The investigators used health care utilization data linked to prescription and mortality files for a cohort of New Jersey Medicare recipients who received prescription medication for any medical illness during the period of study, and determined that, of 1,408 Medicare recipients aged 65 years and older who were receiving pharmaceutical assistance from 1994 to 2002, 128 died by suicide, predominantly by firearm. For comparative analysis, the remaining 1,280 patients were frequency-matched to case patients for age, gender, and race, Dr. Miller said.
In a multivariate model adjusted for age, sex, race, medical and psychiatric comorbidity, and the use of prescription medications, “the only medical condition associated with suicide was cancer,” Dr. Miller said, noting that cancer patients had a more than twofold greater risk of suicide.
Diagnoses of affective disorder and anxiety/personality disorder were similarly associated with suicide in the adjusted model, with respective odds ratios of 2.3 and 2.2, as were treatment with antidepressants and treatment with opioid analgesics, with respective odds ratios of 2.0 and 1.6, he said.
The reasons behind the increased risk of suicide among cancer patients require further empirical assessment, Dr. Miller said in an interview. “I suspect, based on work by other investigators, that hopelessness plays a large role, and that functional limitations and social support contribute as well.”
It's possible, he continued, “that some insight can be found in Susan Sontag's provocative musings in “Illness as Metaphor and AIDS and Its Metaphors” (New York: St. Martin's Press, 2001), which suggest that a component of the disproportionate risk of suicide in cancer patients is related to the premium placed on the prospect of a life lived free of cancer, a notion epitomized and reinforced by the words commonly used to describe the goals of cancer therapy, such as “cure” and “disease-free survival.”
It is also possible that the cancer itself or the chemotherapy used to treat the cancer could result in mental status changes that are risk factors for suicide; “unfortunately, our data are too sparse to address this speculation,” he stated.
With respect to prevention, “because hopelessness and depression are not identical, clinical interventions may need to address both of these dimensions of psychic conflict,” Dr. Miller said. “Certainly, addressing underlying depression is important, and a first step would be to rigorously screen for depression among patients diagnosed with cancer, especially soon after the diagnosis and at critical clinical junctures.”
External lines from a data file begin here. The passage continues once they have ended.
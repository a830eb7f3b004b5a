//! Multi-window analysis.
//!
//! [`analyze_windows`] treats every window as an independent stream with its
//! own [`StreamContext`](crate::engine::StreamContext); with the `parallel` feature the windows are spread
//! over the rayon pool. [`analyze_stream`] walks one long recording with
//! overlapping windows and a single shared context, so scaling history and
//! bottleneck feedback carry over from window to window.

use crate::config::Algorithm;
use crate::engine::{CalculationResult, NonlinearDynamicsEngine};
use crate::errors::{validate_range, NldResult};
use crate::fixed_point::Q15;
use log::debug;

/// Analyse independent windows, each with a fresh stream context.
///
/// Results are returned in input order.
pub fn analyze_windows<W>(
    engine: &NonlinearDynamicsEngine,
    algorithm: Algorithm,
    windows: &[W],
) -> Vec<CalculationResult>
where
    W: AsRef<[Q15]> + Sync,
{
    #[cfg(feature = "parallel")]
    {
        use rayon::prelude::*;

        windows
            .par_iter()
            .map(|window| {
                let mut stream = engine.new_stream();
                engine.analyze(algorithm, window.as_ref(), &mut stream)
            })
            .collect()
    }

    #[cfg(not(feature = "parallel"))]
    {
        windows
            .iter()
            .map(|window| {
                let mut stream = engine.new_stream();
                engine.analyze(algorithm, window.as_ref(), &mut stream)
            })
            .collect()
    }
}

/// Sliding-window analysis of one recording.
///
/// Windows of `window_len` samples start every `hop` samples; a trailing
/// partial window is not analysed.
pub fn analyze_stream(
    engine: &NonlinearDynamicsEngine,
    algorithm: Algorithm,
    signal: &[Q15],
    window_len: usize,
    hop: usize,
) -> NldResult<Vec<CalculationResult>> {
    validate_range(window_len, 1, usize::MAX, "window_len")?;
    validate_range(hop, 1, usize::MAX, "hop")?;

    let mut stream = engine.new_stream();
    let results: Vec<CalculationResult> = (0..)
        .map(|w| w * hop)
        .take_while(|start| start + window_len <= signal.len())
        .map(|start| engine.analyze(algorithm, &signal[start..start + window_len], &mut stream))
        .collect();
    debug!(
        "{:?}: analysed {} windows of {} samples",
        algorithm,
        results.len(),
        window_len
    );
    Ok(results)
}

#[cfg(test)]
mod tests {
    use super::*;
    use crate::config::AnalysisConfig;
    use crate::coordinator::QualityFlag;
    use crate::fixed_point::to_q15;

    fn sine(len: usize, amplitude: f64) -> Vec<Q15> {
        (0..len)
            .map(|i| to_q15(amplitude * (i as f64 * 0.37).sin()))
            .collect()
    }

    #[test]
    fn test_windows_keep_order() {
        let engine = NonlinearDynamicsEngine::new(AnalysisConfig::accelerometer()).unwrap();
        let windows = vec![sine(150, 0.5), vec![to_q15(0.1); 10], sine(150, 0.05)];
        let results = analyze_windows(&engine, Algorithm::Dfa, &windows);
        assert_eq!(results.len(), 3);
        assert!(!results[0].is_neutral());
        assert!(results[1].has_flag(QualityFlag::InsufficientData));
        assert!(!results[2].is_neutral());
    }

    #[test]
    fn test_independent_windows_match_fresh_runs() {
        let engine = NonlinearDynamicsEngine::new(AnalysisConfig::accelerometer()).unwrap();
        let windows = vec![sine(150, 0.4), sine(150, 0.4)];
        let results = analyze_windows(&engine, Algorithm::Lyapunov, &windows);
        assert_eq!(results[0].value, results[1].value);
    }

    #[test]
    fn test_stream_window_count() {
        let engine = NonlinearDynamicsEngine::new(AnalysisConfig::accelerometer()).unwrap();
        let signal = sine(500, 0.5);
        let results = analyze_stream(&engine, Algorithm::Dfa, &signal, 150, 50).unwrap();
        // Starts at 0, 50, ..., 350
        assert_eq!(results.len(), 8);
        assert!(analyze_stream(&engine, Algorithm::Dfa, &signal, 150, 0).is_err());
        assert!(analyze_stream(&engine, Algorithm::Dfa, &signal, 600, 50)
            .unwrap()
            .is_empty());
    }
}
And although interventions aimed at addressing hopelessness in cancer patients have not been studied in any detail, “psychotherapeutic interventions that focus on existential issues and focus on attenuating pessimistic cognitions or even spirituality centered interventions to address existential conflicts may help decrease hopelessness,” he said.
Finally, given the established link between access to firearms and suicide, both in this cohort and in the United States as a whole (J. Trauma 2007;62:1029-34), lethal-means counseling should be considered for at-risk patients, according to Dr. Miller.
“Lethal-means counseling refers to speaking with patients at heightened risk for suicide and their families about reducing their access to firearms,” he said.
“The goal of such counseling is to reduce the odds that a suicide attempt ends in death.”